PROBLEM REQUIREMENTS: Search the listing for the word "description". Copy every line where it is found.

....................

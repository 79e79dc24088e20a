//! Fetch client behaviour against mocked upstream providers.

use std::sync::Arc;

use serde_json::{json, Value};
use tokio_test::{assert_err, assert_ok};
use wiremock::{
    matchers::{method, path, query_param},
    Mock, MockServer, ResponseTemplate,
};

use nature_dashboard::{
    AirQualityIndex, AqiLabel, Coordinates, FetchError, FixedLocation, ProviderMode,
    WeatherFetchClient, WeatherPanel,
};

fn client(mode: ProviderMode) -> WeatherFetchClient {
    let coords = Coordinates::new(52.52, 13.41).unwrap();
    WeatherFetchClient::new(mode, Arc::new(FixedLocation(coords)))
}

fn openweather_conditions() -> Value {
    json!({
        "coord": { "lon": 13.41, "lat": 52.52 },
        "weather": [{ "id": 500, "main": "Rain", "description": "light rain", "icon": "10d" }],
        "main": { "temp": 11.2, "feels_like": 10.1, "pressure": 1008, "humidity": 87 },
        "visibility": 8000,
        "wind": { "speed": 4.1, "deg": 210 },
        "name": "Berlin"
    })
}

fn openweather_pollution(aqi: u8) -> Value {
    json!({
        "coord": { "lon": 13.41, "lat": 52.52 },
        "list": [{
            "main": { "aqi": aqi },
            "components": { "co": 233.6, "no": 0.0, "no2": 14.2, "o3": 61.5,
                            "so2": 2.1, "pm2_5": 12.3, "pm10": 17.8, "nh3": 0.9 },
            "dt": 1717230000
        }]
    })
}

fn proxy_body() -> Value {
    json!({
        "main": { "temp": 24.0, "feels_like": 25.1, "humidity": 55, "pressure": 1015.0 },
        "weather": [{ "main": "Sunny", "description": "Sunny", "icon": "//cdn.weatherapi.com/113.png" }],
        "wind": { "speed": 9.0, "deg": 90.0 },
        "visibility": 10.0,
        "name": "Madrid",
        "air_quality": { "co": 210.0, "pm2_5": 30.1, "us-epa-index": 3, "gb-defra-index": 4 }
    })
}

async fn mount_openweather(
    server: &MockServer,
    conditions: ResponseTemplate,
    pollution: ResponseTemplate,
) {
    Mock::given(method("GET"))
        .and(path("/weather"))
        .and(query_param("appid", "ow-key"))
        .and(query_param("units", "metric"))
        .and(query_param("lat", "52.52"))
        .and(query_param("lon", "13.41"))
        .respond_with(conditions)
        .mount(server)
        .await;
    Mock::given(method("GET"))
        .and(path("/air_pollution"))
        .and(query_param("appid", "ow-key"))
        .respond_with(pollution)
        .mount(server)
        .await;
}

fn openweather_mode(server: &MockServer) -> ProviderMode {
    ProviderMode::OpenWeather {
        api_key: "ow-key".to_string(),
        base_url: server.uri(),
    }
}

#[tokio::test]
async fn openweather_converts_units_and_uses_five_band_scale() {
    // ---
    let server = MockServer::start().await;
    mount_openweather(
        &server,
        ResponseTemplate::new(200).set_body_json(openweather_conditions()),
        ResponseTemplate::new(200).set_body_json(openweather_pollution(3)),
    )
    .await;

    let weather = assert_ok!(client(openweather_mode(&server)).fetch_display_weather().await);

    assert_eq!(weather.temperature_c, 11.2);
    assert_eq!(weather.condition, "Rain");
    assert_eq!(weather.humidity_pct, 87);
    assert!((weather.wind_speed_kmh - 14.76).abs() < 1e-9);
    assert_eq!(weather.visibility_km, 8.0);
    assert_eq!(weather.location_name.as_deref(), Some("Berlin"));
    assert_eq!(weather.air_quality.index(), AirQualityIndex::ordinal5(3));
    assert_eq!(weather.air_quality.label(), AqiLabel::Moderate);
}

#[tokio::test]
async fn openweather_fails_when_pollution_request_fails() {
    // ---
    let server = MockServer::start().await;
    mount_openweather(
        &server,
        ResponseTemplate::new(200).set_body_json(openweather_conditions()),
        ResponseTemplate::new(500).set_body_string("upstream exploded"),
    )
    .await;

    let err = assert_err!(client(openweather_mode(&server)).fetch_display_weather().await);
    match err {
        FetchError::UpstreamRequestFailed { status, body } => {
            assert_eq!(status, 500);
            assert_eq!(body, "upstream exploded");
        }
        other => panic!("expected upstream failure, got {other:?}"),
    }
}

#[tokio::test]
async fn openweather_missing_wind_is_incomplete() {
    // ---
    let mut conditions = openweather_conditions();
    conditions.as_object_mut().unwrap().remove("wind");

    let server = MockServer::start().await;
    mount_openweather(
        &server,
        ResponseTemplate::new(200).set_body_json(conditions),
        ResponseTemplate::new(200).set_body_json(openweather_pollution(1)),
    )
    .await;

    let err = assert_err!(client(openweather_mode(&server)).fetch_display_weather().await);
    assert!(matches!(err, FetchError::UpstreamPayloadIncomplete(f) if f == "wind"));
}

#[tokio::test]
async fn weatherapi_direct_uses_epa_scale() {
    // ---
    let server = MockServer::start().await;
    Mock::given(method("GET"))
        .and(path("/current.json"))
        .and(query_param("key", "wa-key"))
        .and(query_param("q", "52.52,13.41"))
        .and(query_param("aqi", "yes"))
        .respond_with(ResponseTemplate::new(200).set_body_json(json!({
            "location": { "name": "Berlin" },
            "current": {
                "temp_c": 9.0, "feelslike_c": 7.0, "humidity": 70, "pressure_mb": 1011.0,
                "condition": { "text": "Overcast", "icon": "//cdn.weatherapi.com/122.png" },
                "wind_kph": 22.3, "wind_degree": 300, "vis_km": 6.0,
                "air_quality": { "pm2_5": 41.0, "us-epa-index": 4 }
            }
        })))
        .mount(&server)
        .await;

    let mode = ProviderMode::WeatherApi {
        api_key: "wa-key".to_string(),
        base_url: server.uri(),
    };
    let weather = assert_ok!(client(mode).fetch_display_weather().await);

    assert_eq!(weather.wind_speed_kmh, 22.3);
    assert_eq!(weather.visibility_km, 6.0);
    assert_eq!(weather.feels_like_c, Some(7.0));
    assert_eq!(weather.air_quality.label(), AqiLabel::Unhealthy);
}

#[tokio::test]
async fn weatherapi_direct_missing_current_is_incomplete() {
    // ---
    let server = MockServer::start().await;
    Mock::given(method("GET"))
        .and(path("/current.json"))
        .respond_with(
            ResponseTemplate::new(200).set_body_json(json!({ "location": { "name": "Berlin" } })),
        )
        .mount(&server)
        .await;

    let mode = ProviderMode::WeatherApi {
        api_key: "wa-key".to_string(),
        base_url: server.uri(),
    };
    let err = assert_err!(client(mode).fetch_display_weather().await);
    assert!(matches!(err, FetchError::UpstreamPayloadIncomplete(f) if f == "current"));
}

#[tokio::test]
async fn proxy_mode_normalizes_bundled_air_quality() {
    // ---
    let server = MockServer::start().await;
    Mock::given(method("GET"))
        .and(path("/api/weather"))
        .and(query_param("lat", "52.52"))
        .and(query_param("lon", "13.41"))
        .respond_with(ResponseTemplate::new(200).set_body_json(proxy_body()))
        .mount(&server)
        .await;

    let mode = ProviderMode::Proxy {
        url: format!("{}/api/weather", server.uri()),
    };
    let weather = assert_ok!(client(mode).fetch_display_weather().await);

    assert_eq!(weather.wind_speed_kmh, 9.0);
    assert_eq!(weather.air_quality.index(), AirQualityIndex::epa6(3));
    assert_eq!(
        weather.air_quality.label(),
        AqiLabel::UnhealthyForSensitiveGroups
    );
    assert_eq!(weather.air_quality.uk_defra_index(), Some(4));
}

#[tokio::test]
async fn proxy_mode_missing_wind_is_incomplete() {
    // ---
    let mut body = proxy_body();
    body.as_object_mut().unwrap().remove("wind");

    let server = MockServer::start().await;
    Mock::given(method("GET"))
        .and(path("/api/weather"))
        .respond_with(ResponseTemplate::new(200).set_body_json(body))
        .mount(&server)
        .await;

    let mode = ProviderMode::Proxy {
        url: format!("{}/api/weather", server.uri()),
    };
    let err = assert_err!(client(mode).fetch_display_weather().await);
    assert!(matches!(err, FetchError::UpstreamPayloadIncomplete(f) if f == "wind"));
}

#[tokio::test]
async fn proxy_mode_missing_air_quality_is_incomplete() {
    // ---
    let mut body = proxy_body();
    body.as_object_mut().unwrap().remove("air_quality");

    let server = MockServer::start().await;
    Mock::given(method("GET"))
        .and(path("/api/weather"))
        .respond_with(ResponseTemplate::new(200).set_body_json(body))
        .mount(&server)
        .await;

    let mode = ProviderMode::Proxy {
        url: format!("{}/api/weather", server.uri()),
    };
    let err = assert_err!(client(mode).fetch_display_weather().await);
    assert!(matches!(err, FetchError::UpstreamPayloadIncomplete(f) if f == "air_quality"));
}

#[tokio::test]
async fn proxy_error_status_is_reported() {
    // ---
    let server = MockServer::start().await;
    Mock::given(method("GET"))
        .and(path("/api/weather"))
        .respond_with(ResponseTemplate::new(503).set_body_json(json!({
            "error": "Weather API request failed",
            "details": { "error": { "code": 9999 } }
        })))
        .mount(&server)
        .await;

    let mode = ProviderMode::Proxy {
        url: format!("{}/api/weather", server.uri()),
    };
    let err = assert_err!(client(mode).fetch_display_weather().await);
    assert!(matches!(err, FetchError::UpstreamRequestFailed { status: 503, .. }));
}

#[tokio::test]
async fn openweather_city_lookup_uses_resolved_position() {
    // ---
    let mut conditions = openweather_conditions();
    conditions["name"] = json!("London");
    conditions["coord"] = json!({ "lon": -0.13, "lat": 51.51 });

    let server = MockServer::start().await;
    Mock::given(method("GET"))
        .and(path("/weather"))
        .and(query_param("q", "London"))
        .and(query_param("appid", "ow-key"))
        .and(query_param("units", "metric"))
        .respond_with(ResponseTemplate::new(200).set_body_json(conditions))
        .expect(1)
        .mount(&server)
        .await;
    Mock::given(method("GET"))
        .and(path("/air_pollution"))
        .and(query_param("lat", "51.51"))
        .and(query_param("lon", "-0.13"))
        .and(query_param("appid", "ow-key"))
        .respond_with(ResponseTemplate::new(200).set_body_json(openweather_pollution(2)))
        .expect(1)
        .mount(&server)
        .await;

    let weather = assert_ok!(client(openweather_mode(&server)).fetch_for_city(" London ").await);

    assert_eq!(weather.location_name.as_deref(), Some("London"));
    assert_eq!(weather.visibility_km, 8.0);
    assert_eq!(weather.air_quality.index(), AirQualityIndex::ordinal5(2));
    assert_eq!(weather.air_quality.label(), AqiLabel::Fair);
}

#[tokio::test]
async fn openweather_city_lookup_fails_when_pollution_fails() {
    // ---
    let mut conditions = openweather_conditions();
    conditions["coord"] = json!({ "lon": -0.13, "lat": 51.51 });

    let server = MockServer::start().await;
    Mock::given(method("GET"))
        .and(path("/weather"))
        .respond_with(ResponseTemplate::new(200).set_body_json(conditions))
        .mount(&server)
        .await;
    Mock::given(method("GET"))
        .and(path("/air_pollution"))
        .respond_with(ResponseTemplate::new(502).set_body_string("bad gateway"))
        .mount(&server)
        .await;

    let err = assert_err!(client(openweather_mode(&server)).fetch_for_city("London").await);
    assert!(matches!(err, FetchError::UpstreamRequestFailed { status: 502, .. }));
}

#[tokio::test]
async fn openweather_city_lookup_without_coord_is_incomplete() {
    // ---
    let mut conditions = openweather_conditions();
    conditions.as_object_mut().unwrap().remove("coord");

    let server = MockServer::start().await;
    Mock::given(method("GET"))
        .and(path("/weather"))
        .respond_with(ResponseTemplate::new(200).set_body_json(conditions))
        .mount(&server)
        .await;

    let err = assert_err!(client(openweather_mode(&server)).fetch_for_city("Berlin").await);
    assert!(matches!(err, FetchError::UpstreamPayloadIncomplete(f) if f == "coord"));
}

#[tokio::test]
async fn weatherapi_city_lookup_sends_name_as_query() {
    // ---
    let server = MockServer::start().await;
    Mock::given(method("GET"))
        .and(path("/current.json"))
        .and(query_param("key", "wa-key"))
        .and(query_param("q", "Porto"))
        .and(query_param("aqi", "yes"))
        .respond_with(ResponseTemplate::new(200).set_body_json(json!({
            "location": { "name": "Porto" },
            "current": {
                "temp_c": 17.0, "feelslike_c": 17.0, "humidity": 72, "pressure_mb": 1019.0,
                "condition": { "text": "Clear", "icon": "//cdn.weatherapi.com/113.png" },
                "wind_kph": 12.0, "wind_degree": 320, "vis_km": 10.0,
                "air_quality": { "pm2_5": 4.0, "us-epa-index": 1 }
            }
        })))
        .expect(1)
        .mount(&server)
        .await;

    let mode = ProviderMode::WeatherApi {
        api_key: "wa-key".to_string(),
        base_url: server.uri(),
    };
    let weather = assert_ok!(client(mode).fetch_for_city("Porto").await);
    assert_eq!(weather.location_name.as_deref(), Some("Porto"));
    assert_eq!(weather.air_quality.label(), AqiLabel::Good);
}

#[tokio::test]
async fn unreachable_provider_error_on_panel_hides_key() {
    // ---
    let mode = ProviderMode::OpenWeather {
        api_key: "OW-SECRET".to_string(),
        base_url: "http://127.0.0.1:1".to_string(),
    };
    let panel = WeatherPanel::new();
    assert!(panel.refresh(&client(mode)).await);

    let error = panel.snapshot().error.unwrap_or_default();
    assert!(error.starts_with("HTTP request failed"), "got {error}");
    assert!(!error.contains("OW-SECRET"), "credential leaked: {error}");
}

....................

ANSWER TO THE EXERCISE:
        "weather": [{ "id": 500, "main": "Rain", "description": "light rain", "icon": "10d" }],
        "weather": [{ "main": "Sunny", "description": "Sunny", "icon": "//cdn.weatherapi.com/113.png" }],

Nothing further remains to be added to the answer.